This report summarized the operation of the CANMET Hydrocracking Demonstration Unit, in the Petro-Canada Montreal Refinery, from commissioning to the present.

Vacuum tower bottom (VTB) was first fed to the unit in December 1985, and operation continued until March 1986. This was a period of operation without additive, in which the mechanical and process integrity of the unit was broken. First operation with CANMET additive was in May 1986, when a successful test run in the CANMET Hydrocracking mode was carried out. This run showed that operation was predictable and straight forward; and that pilot plant predictions were reliable. Conversions up to 77 wt % were documented.

Following the test run, some modifications to the Unit, including the additive preparation facilities were made and a second run was completed in November with very encouraging results.

A third run commenced on March 29, 1987, and the plant continues operation with conversions of 80 wt.% being achieved with IPPL vacuum bottoms feedstock.

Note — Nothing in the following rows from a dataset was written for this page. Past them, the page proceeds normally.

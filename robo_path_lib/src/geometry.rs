//! Pure 2-D geometry: points, segments, distances, angle math, snapping.
//!
//! All functions here are stateless and free of units ambiguity: callers
//! decide whether a given `f64` is meters or centimeters, radians or
//! degrees; the function names and doc comments say which.

use serde::{Deserialize, Serialize};

pub const DEGENERATE_SEGMENT_LEN: f64 = 1e-6;

#[derive(Debug, Clone, Copy, PartialEq, Serialize, Deserialize)]
pub struct Point {
    pub x: f64,
    pub y: f64,
}

impl Point {
    pub fn new(x: f64, y: f64) -> Self {
        Self { x, y }
    }

    pub fn sub(&self, other: &Point) -> Point {
        Point::new(self.x - other.x, self.y - other.y)
    }

    pub fn add(&self, other: &Point) -> Point {
        Point::new(self.x + other.x, self.y + other.y)
    }

    pub fn scale(&self, k: f64) -> Point {
        Point::new(self.x * k, self.y * k)
    }

    pub fn dot(&self, other: &Point) -> f64 {
        self.x * other.x + self.y * other.y
    }

    pub fn norm_sq(&self) -> f64 {
        self.dot(self)
    }
}

#[derive(Debug, Clone, Copy, PartialEq)]
pub struct Segment {
    pub start: Point,
    pub end: Point,
}

impl Segment {
    pub fn new(start: Point, end: Point) -> Self {
        Self { start, end }
    }

    pub fn length(&self) -> f64 {
        distance(&self.start, &self.end)
    }

    /// CCW angle of the segment direction, radians, 0 along +X.
    pub fn angle(&self) -> f64 {
        let d = self.end.sub(&self.start);
        d.y.atan2(d.x)
    }

    pub fn is_degenerate(&self) -> bool {
        self.length() < DEGENERATE_SEGMENT_LEN
    }
}

pub fn distance(a: &Point, b: &Point) -> f64 {
    let d = a.sub(b);
    d.norm_sq().sqrt()
}

/// Point on `seg` closest to `p`, via clamped projection.
pub fn closest_point_on_segment(seg: &Segment, p: &Point) -> Point {
    if seg.is_degenerate() {
        return seg.start;
    }
    let d = seg.end.sub(&seg.start);
    let t = p.sub(&seg.start).dot(&d) / d.norm_sq();
    let t = t.clamp(0.0, 1.0);
    seg.start.add(&d.scale(t))
}

pub fn distance_point_to_segment(seg: &Segment, p: &Point) -> f64 {
    distance(p, &closest_point_on_segment(seg, p))
}

/// Normalize a degree angle into (-180, 180].
pub fn normalize_angle_deg(mut a: f64) -> f64 {
    while a <= -180.0 {
        a += 360.0;
    }
    while a > 180.0 {
        a -= 360.0;
    }
    a
}

/// Normalize a radian angle into (-pi, pi].
pub fn normalize_angle_rad(mut a: f64) -> f64 {
    use std::f64::consts::PI;
    while a <= -PI {
        a += 2.0 * PI;
    }
    while a > PI {
        a -= 2.0 * PI;
    }
    a
}

const CARDINALS_DEG: [f64; 4] = [0.0, 90.0, 180.0, 270.0];

/// Nearest cardinal angle (0/90/180/270) under the (-180, 180] norm.
pub fn snap_angle_to_cardinal(a: f64) -> f64 {
    let normalized = normalize_angle_deg(a);
    CARDINALS_DEG
        .iter()
        .map(|c| normalize_angle_deg(*c))
        .min_by(|x, y| {
            let dx = normalize_angle_deg(normalized - x).abs();
            let dy = normalize_angle_deg(normalized - y).abs();
            dx.partial_cmp(&dy).unwrap()
        })
        .unwrap()
}

/// Endpoint obtained by snapping `candidate`'s distance and angle relative to
/// `start` onto a grid of `stepLen` / `stepDeg` multiples.
pub fn snap_length_angle(start: &Point, candidate: &Point, step_len: f64, step_deg: f64) -> Point {
    let step_len = step_len.max(f64::MIN_POSITIVE).max(1e-9);
    let seg = Segment::new(*start, *candidate);
    let len = seg.length();
    let snapped_len = (len / step_len).round().max(1.0) * step_len;

    let angle_deg = seg.angle().to_degrees();
    let snapped_angle_deg = (angle_deg / step_deg).round() * step_deg;
    let snapped_angle_rad = snapped_angle_deg.to_radians();

    Point::new(
        start.x + snapped_len * snapped_angle_rad.cos(),
        start.y + snapped_len * snapped_angle_rad.sin(),
    )
}

#[cfg(test)]
mod tests {
    use super::*;

    #[test]
    fn distance_is_euclidean() {
        let a = Point::new(0.0, 0.0);
        let b = Point::new(3.0, 4.0);
        assert!((distance(&a, &b) - 5.0).abs() < 1e-12);
    }

    #[test]
    fn closest_point_clamps_to_endpoints() {
        let seg = Segment::new(Point::new(0.0, 0.0), Point::new(10.0, 0.0));
        let before = closest_point_on_segment(&seg, &Point::new(-5.0, 3.0));
        assert_eq!(before, seg.start);
        let after = closest_point_on_segment(&seg, &Point::new(15.0, 3.0));
        assert_eq!(after, seg.end);
        let mid = closest_point_on_segment(&seg, &Point::new(5.0, 3.0));
        assert!((mid.x - 5.0).abs() < 1e-9 && mid.y.abs() < 1e-9);
    }

    #[test]
    fn degenerate_segment_distance_is_to_start() {
        let seg = Segment::new(Point::new(1.0, 1.0), Point::new(1.0 + 1e-9, 1.0));
        let p = Point::new(4.0, 5.0);
        assert!((distance_point_to_segment(&seg, &p) - distance(&p, &seg.start)).abs() < 1e-9);
    }

    #[test]
    fn normalize_angle_deg_wraps_into_range() {
        assert!((normalize_angle_deg(180.0) - 180.0).abs() < 1e-9);
        assert!((normalize_angle_deg(-180.0) - 180.0).abs() < 1e-9);
        assert!((normalize_angle_deg(370.0) - 10.0).abs() < 1e-9);
        assert!((normalize_angle_deg(-370.0) - (-10.0)).abs() < 1e-9);
    }

    #[test]
    fn snap_angle_to_cardinal_picks_nearest() {
        assert!((snap_angle_to_cardinal(10.0) - 0.0).abs() < 1e-9);
        assert!((snap_angle_to_cardinal(100.0) - 90.0).abs() < 1e-9);
        assert!((snap_angle_to_cardinal(185.0) - 180.0).abs() < 1e-9);
        assert!((snap_angle_to_cardinal(-10.0) - 0.0).abs() < 1e-9);
    }

    #[test]
    fn snap_length_angle_rounds_to_grid() {
        let start = Point::new(0.0, 0.0);
        let candidate = Point::new(9.0, 0.3);
        let snapped = snap_length_angle(&start, &candidate, 5.0, 90.0);
        assert!((snapped.x - 10.0).abs() < 1e-6);
        assert!(snapped.y.abs() < 1e-6);
    }

    proptest::proptest! {
        #[test]
        fn normalize_angle_deg_always_in_range(a in -1.0e6_f64..1.0e6_f64) {
            let n = normalize_angle_deg(a);
            proptest::prop_assert!(n > -180.0 && n <= 180.0);
        }

        #[test]
        fn normalize_angle_rad_always_in_range(a in -1.0e6_f64..1.0e6_f64) {
            use std::f64::consts::PI;
            let n = normalize_angle_rad(a);
            proptest::prop_assert!(n > -PI && n <= PI);
        }

        #[test]
        fn distance_is_symmetric_and_nonnegative(
            ax in -1000.0_f64..1000.0, ay in -1000.0_f64..1000.0,
            bx in -1000.0_f64..1000.0, by in -1000.0_f64..1000.0,
        ) {
            let a = Point::new(ax, ay);
            let b = Point::new(bx, by);
            proptest::prop_assert!(distance(&a, &b) >= 0.0);
            proptest::prop_assert!((distance(&a, &b) - distance(&b, &a)).abs() < 1e-9);
        }
    }
}
//! Wire message types for the planner<->robot bus (§4.P).
//!
//! Encoding/decoding is hand-written rather than `#[serde(tag = "type")]`
//! because unknown `type` values must decode into a `Generic` variant
//! instead of failing — the spec requires unknown types to be logged and
//! dropped, not treated as a parse error (§4.P, §7).

use crate::error::CoreError;
use crate::geometry::Point;
use crate::map::{MapData, Path, ReferencePoint, RobotShape};
use serde::{Deserialize, Serialize};
use serde_json::{json, Value};

fn missing(field: &str) -> CoreError {
    CoreError::MissingRequiredField(field.to_string())
}

/// The flat reference-point shape used by `sendReferencePoints`, distinct
/// from the nested form embedded in `MapData` (§4.P vs §4.M).
#[derive(Debug, Clone, PartialEq)]
pub struct ReferencePointWireNamed {
    pub name: String,
    pub x: f64,
    pub y: f64,
    pub has_heading: bool,
    pub heading: f64,
}

impl From<ReferencePointWireNamed> for ReferencePoint {
    fn from(w: ReferencePointWireNamed) -> Self {
        ReferencePoint {
            position: Point::new(w.x, w.y),
            name: w.name,
            has_heading: w.has_heading,
            heading: w.heading,
        }
    }
}

impl Serialize for ReferencePointWireNamed {
    fn serialize<S: serde::Serializer>(&self, s: S) -> Result<S::Ok, S::Error> {
        #[derive(Serialize)]
        struct Wire {
            name: String,
            x: f64,
            y: f64,
            #[serde(rename = "hasHeading")]
            has_heading: bool,
            heading: f64,
            heading_deg: f64,
        }
        Wire {
            name: self.name.clone(),
            x: self.x,
            y: self.y,
            has_heading: self.has_heading,
            heading: self.heading,
            heading_deg: self.heading.to_degrees(),
        }
        .serialize(s)
    }
}

impl<'de> Deserialize<'de> for ReferencePointWireNamed {
    fn deserialize<D: serde::Deserializer<'de>>(d: D) -> Result<Self, D::Error> {
        let v = Value::deserialize(d)?;
        parse_reference_point_named(&v).map_err(serde::de::Error::custom)
    }
}

fn parse_reference_point_named(v: &Value) -> Result<ReferencePointWireNamed, CoreError> {
    let name = v
        .get("name")
        .and_then(Value::as_str)
        .ok_or_else(|| missing("name"))?
        .to_string();
    let x = v.get("x").and_then(Value::as_f64).ok_or_else(|| missing("x"))?;
    let y = v.get("y").and_then(Value::as_f64).ok_or_else(|| missing("y"))?;
    let has_heading = v
        .get("hasHeading")
        .and_then(Value::as_bool)
        .ok_or_else(|| missing("hasHeading"))?;
    let heading = if let Some(rad) = v.get("heading").and_then(Value::as_f64) {
        rad
    } else if let Some(deg) = v.get("heading_deg").and_then(Value::as_f64) {
        deg.to_radians()
    } else {
        0.0
    };
    Ok(ReferencePointWireNamed {
        name,
        x,
        y,
        has_heading,
        heading,
    })
}

#[derive(Debug, Clone, PartialEq)]
pub enum Message {
    RobotPose {
        x: f64,
        y: f64,
        heading: f64,
    },
    Status {
        status: String,
        moving: bool,
    },
    PathExecutionStarted,
    PathExecutionFinished {
        success: bool,
    },
    SendPath {
        path: Path,
    },
    SendMapData {
        map_data: MapData,
    },
    SendReferencePoints {
        reference_points: Vec<ReferencePointWireNamed>,
    },
    SetRobotShape {
        shape: RobotShape,
    },
    GetState,
    /// Any `{"type": ..., ...}` not matching a known message type. Forwarded
    /// to the application layer by name rather than treated as malformed
    /// (§4.P).
    Generic {
        type_name: String,
        data: Value,
    },
}

impl Message {
    pub fn robot_pose(x: f64, y: f64, heading: f64) -> Self {
        Message::RobotPose { x, y, heading }
    }

    pub fn status(status: impl Into<String>, moving: bool) -> Self {
        Message::Status {
            status: status.into(),
            moving,
        }
    }

    pub fn to_json_line(&self) -> String {
        let mut s = serde_json::to_string(self).expect("Message always serializes");
        s.push('\n');
        s
    }

    pub fn from_json_str(s: &str) -> Result<Self, CoreError> {
        serde_json::from_str(s).map_err(|e| CoreError::MalformedJson(e.to_string()))
    }
}

impl Serialize for Message {
    fn serialize<S: serde::Serializer>(&self, s: S) -> Result<S::Ok, S::Error> {
        let value = match self {
            Message::RobotPose { x, y, heading } => {
                json!({"type": "robotPose", "x": x, "y": y, "heading": heading})
            }
            Message::Status { status, moving } => {
                json!({"type": "status", "status": status, "moving": moving})
            }
            Message::PathExecutionStarted => json!({"type": "pathExecutionStarted"}),
            Message::PathExecutionFinished { success } => {
                json!({"type": "pathExecutionFinished", "success": success})
            }
            Message::SendPath { path } => {
                json!({"type": "sendPath", "path": path})
            }
            Message::SendMapData { map_data } => {
                json!({"type": "sendMapData", "mapData": map_data})
            }
            Message::SendReferencePoints { reference_points } => {
                json!({"type": "sendReferencePoints", "referencePoints": reference_points})
            }
            Message::SetRobotShape { shape } => {
                json!({"type": "setRobotShape", "shape": shape.as_wire_str()})
            }
            Message::GetState => json!({"type": "getState"}),
            Message::Generic { type_name, data } => {
                let mut obj = data.clone();
                if let Value::Object(ref mut map) = obj {
                    map.insert("type".to_string(), Value::String(type_name.clone()));
                } else {
                    obj = json!({"type": type_name, "data": data});
                }
                obj
            }
        };
        value.serialize(s)
    }
}

impl<'de> Deserialize<'de> for Message {
    fn deserialize<D: serde::Deserializer<'de>>(d: D) -> Result<Self, D::Error> {
        let v = Value::deserialize(d)?;
        Message::from_value(&v).map_err(serde::de::Error::custom)
    }
}

impl Message {
    fn from_value(v: &Value) -> Result<Self, CoreError> {
        let type_name = v
            .get("type")
            .and_then(Value::as_str)
            .ok_or_else(|| missing("type"))?;

        Ok(match type_name {
            "robotPose" => Message::RobotPose {
                x: v.get("x").and_then(Value::as_f64).ok_or_else(|| missing("x"))?,
                y: v.get("y").and_then(Value::as_f64).ok_or_else(|| missing("y"))?,
                heading: v
                    .get("heading")
                    .and_then(Value::as_f64)
                    .ok_or_else(|| missing("heading"))?,
            },
            "status" => Message::Status {
                status: v
                    .get("status")
                    .and_then(Value::as_str)
                    .ok_or_else(|| missing("status"))?
                    .to_string(),
                moving: v
                    .get("moving")
                    .and_then(Value::as_bool)
                    .ok_or_else(|| missing("moving"))?,
            },
            "pathExecutionStarted" => Message::PathExecutionStarted,
            "pathExecutionFinished" => Message::PathExecutionFinished {
                success: v
                    .get("success")
                    .and_then(Value::as_bool)
                    .ok_or_else(|| missing("success"))?,
            },
            "sendPath" => {
                let path = v.get("path").ok_or_else(|| missing("path"))?;
                Message::SendPath {
                    path: serde_json::from_value(path.clone())
                        .map_err(|e| CoreError::MalformedJson(e.to_string()))?,
                }
            }
            "sendMapData" => {
                let map_data = v.get("mapData").ok_or_else(|| missing("mapData"))?;
                Message::SendMapData {
                    map_data: serde_json::from_value(map_data.clone())
                        .map_err(|e| CoreError::MalformedJson(e.to_string()))?,
                }
            }
            "sendReferencePoints" => {
                let arr = v
                    .get("referencePoints")
                    .and_then(Value::as_array)
                    .ok_or_else(|| missing("referencePoints"))?;
                let mut reference_points = Vec::with_capacity(arr.len());
                for item in arr {
                    reference_points.push(parse_reference_point_named(item)?);
                }
                Message::SendReferencePoints { reference_points }
            }
            "setRobotShape" => {
                let shape = v
                    .get("shape")
                    .and_then(Value::as_str)
                    .ok_or_else(|| missing("shape"))?;
                Message::SetRobotShape {
                    shape: RobotShape::from_wire_str(shape)?,
                }
            }
            "getState" => Message::GetState,
            other => {
                let data = v
                    .as_object()
                    .map(|m| {
                        let mut m = m.clone();
                        m.remove("type");
                        Value::Object(m)
                    })
                    .unwrap_or_else(|| Value::Object(Default::default()));
                Message::Generic {
                    type_name: other.to_string(),
                    data,
                }
            }
        })
    }
}

#[cfg(test)]
mod tests {
    use super::*;

    #[test]
    fn robot_pose_round_trips() {
        let m = Message::robot_pose(1.0, 2.0, 0.5);
        let json = serde_json::to_string(&m).unwrap();
        let back = Message::from_json_str(&json).unwrap();
        assert_eq!(m, back);
    }

    #[test]
    fn unknown_type_becomes_generic() {
        let m = Message::from_json_str(r#"{"type":"customThing","data":{"n":1}}"#).unwrap();
        match m {
            Message::Generic { type_name, data } => {
                assert_eq!(type_name, "customThing");
                assert_eq!(data["data"]["n"], 1);
            }
            _ => panic!("expected Generic"),
        }
    }

    #[test]
    fn missing_type_is_malformed() {
        let err = Message::from_json_str(r#"{"x":1}"#).unwrap_err();
        assert!(matches!(err, CoreError::MalformedJson(_)));
    }

    #[test]
    fn get_state_has_no_payload() {
        let m = Message::from_json_str(r#"{"type":"getState"}"#).unwrap();
        assert_eq!(m, Message::GetState);
    }
}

Plans are to continue with operation, with long term targets to meet commercialization objectives.


The CANMET Hydrocracking Process utilizes an additive to inhibit coke formation while converting high boiling hydrocarbons into light products. The process was initially developed at the Energy Research Laboratories of the Canadian Centre for Minerals and Energy Technology (I) to upgrade oil sands bitumen and heavy oils of Canadian origin.

This hydrocracking technology has subsequently been broadened to include processing the bottom of the barrel from conventional crudes (2,3).

Petro-Canada acquired the rights to this technology from EMR in 1979, and in 1981 reached an agreement with Lavalin Inc., to jointly develop and commercialize the process. As part of the commercialization program, a decision was made in 1981 to proceed with the design and construction of a demonstration unit. The Petro-Canada Montreal refinery experience and synergisms in hydrogen supply and product utilization (7). The nominal supply of 5000 BPSD, although small. Was able to use commercial equipment, and fitted refinery operation needs.

The unit is viewed primarily as a development tool, but also as a business unit based on conventional economics. The objectives for the project as shown in Table 1.


Design and construction of the unit was undertaken by Partec Lavalin, a division of Lavalin Inc., one of Canada's largest engineering and construction firms. The Project team strongly emphasized Canadian content, and achieved 92% through use of Canadian suppliers. For example, the heavy-wall, high pressure reactor vessel (approximately 1.8 m diameter and 21 m height) represents a first of its kind to be manufactured in Canada. Cast ingots produced in Sweden were shipped to Hawker Siddley's plant in Nova Scotia where they were forged into cylinders, machined and then shipped to Versatile Vicker's Montreal shop (5). Each cylinder was fitted as required with previously overlaid nozzles. The cylinders themselves were then overlaid and subjected to intermediate post weld heat treatment.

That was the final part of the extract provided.